For each line below that contains the word "marker", make a copy.

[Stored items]

────────────────────

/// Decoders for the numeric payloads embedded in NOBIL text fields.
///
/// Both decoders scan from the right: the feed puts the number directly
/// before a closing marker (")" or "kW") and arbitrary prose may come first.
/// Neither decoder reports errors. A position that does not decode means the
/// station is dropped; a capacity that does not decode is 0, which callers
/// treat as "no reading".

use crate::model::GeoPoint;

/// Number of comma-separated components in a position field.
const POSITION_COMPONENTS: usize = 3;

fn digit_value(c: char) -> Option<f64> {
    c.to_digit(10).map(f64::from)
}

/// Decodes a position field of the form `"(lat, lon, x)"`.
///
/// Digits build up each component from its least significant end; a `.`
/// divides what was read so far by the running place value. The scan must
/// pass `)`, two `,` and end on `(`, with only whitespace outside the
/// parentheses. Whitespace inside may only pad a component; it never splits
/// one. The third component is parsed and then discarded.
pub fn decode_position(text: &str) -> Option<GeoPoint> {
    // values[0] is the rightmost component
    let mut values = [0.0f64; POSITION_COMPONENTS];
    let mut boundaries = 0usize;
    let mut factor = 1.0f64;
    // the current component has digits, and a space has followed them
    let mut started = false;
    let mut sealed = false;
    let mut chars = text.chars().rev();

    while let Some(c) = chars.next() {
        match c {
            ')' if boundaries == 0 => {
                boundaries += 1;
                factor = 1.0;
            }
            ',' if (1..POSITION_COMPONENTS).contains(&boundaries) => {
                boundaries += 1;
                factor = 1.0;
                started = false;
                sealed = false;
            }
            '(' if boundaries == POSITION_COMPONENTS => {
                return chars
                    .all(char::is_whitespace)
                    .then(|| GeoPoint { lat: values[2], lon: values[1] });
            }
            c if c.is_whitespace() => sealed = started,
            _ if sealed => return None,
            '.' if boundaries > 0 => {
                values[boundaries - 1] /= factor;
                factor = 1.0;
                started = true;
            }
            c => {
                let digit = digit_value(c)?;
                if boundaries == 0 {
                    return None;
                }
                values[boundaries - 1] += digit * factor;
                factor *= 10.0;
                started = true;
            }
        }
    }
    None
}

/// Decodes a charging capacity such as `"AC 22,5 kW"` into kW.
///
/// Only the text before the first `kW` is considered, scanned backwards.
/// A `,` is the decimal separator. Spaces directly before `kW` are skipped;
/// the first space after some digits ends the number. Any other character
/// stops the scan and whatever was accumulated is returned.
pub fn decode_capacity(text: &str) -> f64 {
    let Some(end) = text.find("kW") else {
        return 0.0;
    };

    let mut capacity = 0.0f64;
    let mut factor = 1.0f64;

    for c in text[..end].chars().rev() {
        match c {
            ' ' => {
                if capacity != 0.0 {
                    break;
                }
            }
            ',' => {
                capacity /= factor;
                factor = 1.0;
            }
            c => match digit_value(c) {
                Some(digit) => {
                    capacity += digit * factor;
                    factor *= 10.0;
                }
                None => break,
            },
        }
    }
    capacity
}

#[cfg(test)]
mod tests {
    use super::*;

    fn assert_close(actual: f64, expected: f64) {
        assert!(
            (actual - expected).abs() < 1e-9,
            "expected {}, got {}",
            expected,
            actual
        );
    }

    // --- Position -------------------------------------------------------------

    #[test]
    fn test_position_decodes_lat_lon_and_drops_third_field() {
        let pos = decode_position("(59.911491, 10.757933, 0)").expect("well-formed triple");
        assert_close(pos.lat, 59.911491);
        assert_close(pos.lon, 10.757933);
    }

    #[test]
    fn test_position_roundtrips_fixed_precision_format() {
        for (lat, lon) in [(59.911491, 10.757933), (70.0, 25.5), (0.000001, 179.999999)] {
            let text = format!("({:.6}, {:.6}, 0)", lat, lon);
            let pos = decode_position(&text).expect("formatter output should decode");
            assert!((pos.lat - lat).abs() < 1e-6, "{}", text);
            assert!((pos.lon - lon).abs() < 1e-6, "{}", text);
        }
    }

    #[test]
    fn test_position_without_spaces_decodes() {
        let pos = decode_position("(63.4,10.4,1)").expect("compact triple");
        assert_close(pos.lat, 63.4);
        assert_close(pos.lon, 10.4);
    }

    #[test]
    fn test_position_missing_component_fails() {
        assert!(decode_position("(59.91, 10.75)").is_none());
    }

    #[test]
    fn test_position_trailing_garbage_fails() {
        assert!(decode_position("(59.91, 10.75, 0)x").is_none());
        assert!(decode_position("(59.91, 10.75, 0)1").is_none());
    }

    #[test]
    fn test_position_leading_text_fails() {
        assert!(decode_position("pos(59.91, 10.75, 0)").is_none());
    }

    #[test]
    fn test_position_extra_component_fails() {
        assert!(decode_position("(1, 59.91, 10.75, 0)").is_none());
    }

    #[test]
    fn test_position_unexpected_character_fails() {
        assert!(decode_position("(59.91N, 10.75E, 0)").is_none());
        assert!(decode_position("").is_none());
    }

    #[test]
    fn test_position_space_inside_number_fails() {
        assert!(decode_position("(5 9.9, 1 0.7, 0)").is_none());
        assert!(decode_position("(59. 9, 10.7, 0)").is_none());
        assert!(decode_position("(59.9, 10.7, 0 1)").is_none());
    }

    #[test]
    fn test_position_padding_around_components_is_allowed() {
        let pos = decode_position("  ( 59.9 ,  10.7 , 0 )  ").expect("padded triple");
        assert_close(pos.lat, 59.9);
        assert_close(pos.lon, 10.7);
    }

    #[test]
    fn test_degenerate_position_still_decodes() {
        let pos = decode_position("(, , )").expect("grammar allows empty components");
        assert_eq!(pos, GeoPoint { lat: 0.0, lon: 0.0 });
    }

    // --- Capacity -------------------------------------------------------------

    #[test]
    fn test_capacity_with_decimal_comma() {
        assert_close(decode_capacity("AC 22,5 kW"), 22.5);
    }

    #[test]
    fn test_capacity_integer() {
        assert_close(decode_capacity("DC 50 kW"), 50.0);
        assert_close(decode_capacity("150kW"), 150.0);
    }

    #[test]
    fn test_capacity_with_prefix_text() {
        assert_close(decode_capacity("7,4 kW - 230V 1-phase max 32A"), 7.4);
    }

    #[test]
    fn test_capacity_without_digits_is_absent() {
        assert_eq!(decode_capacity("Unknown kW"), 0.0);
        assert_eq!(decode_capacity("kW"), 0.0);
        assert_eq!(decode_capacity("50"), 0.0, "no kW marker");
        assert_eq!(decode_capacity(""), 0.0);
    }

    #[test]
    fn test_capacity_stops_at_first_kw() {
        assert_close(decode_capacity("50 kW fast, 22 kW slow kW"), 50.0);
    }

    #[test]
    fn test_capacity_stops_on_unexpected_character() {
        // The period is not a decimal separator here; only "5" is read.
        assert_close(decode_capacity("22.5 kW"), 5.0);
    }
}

────────────────────

Result of this task
/// before a closing marker (")" or "kW") and arbitrary prose may come first.
        assert_eq!(decode_capacity("50"), 0.0, "no kW marker");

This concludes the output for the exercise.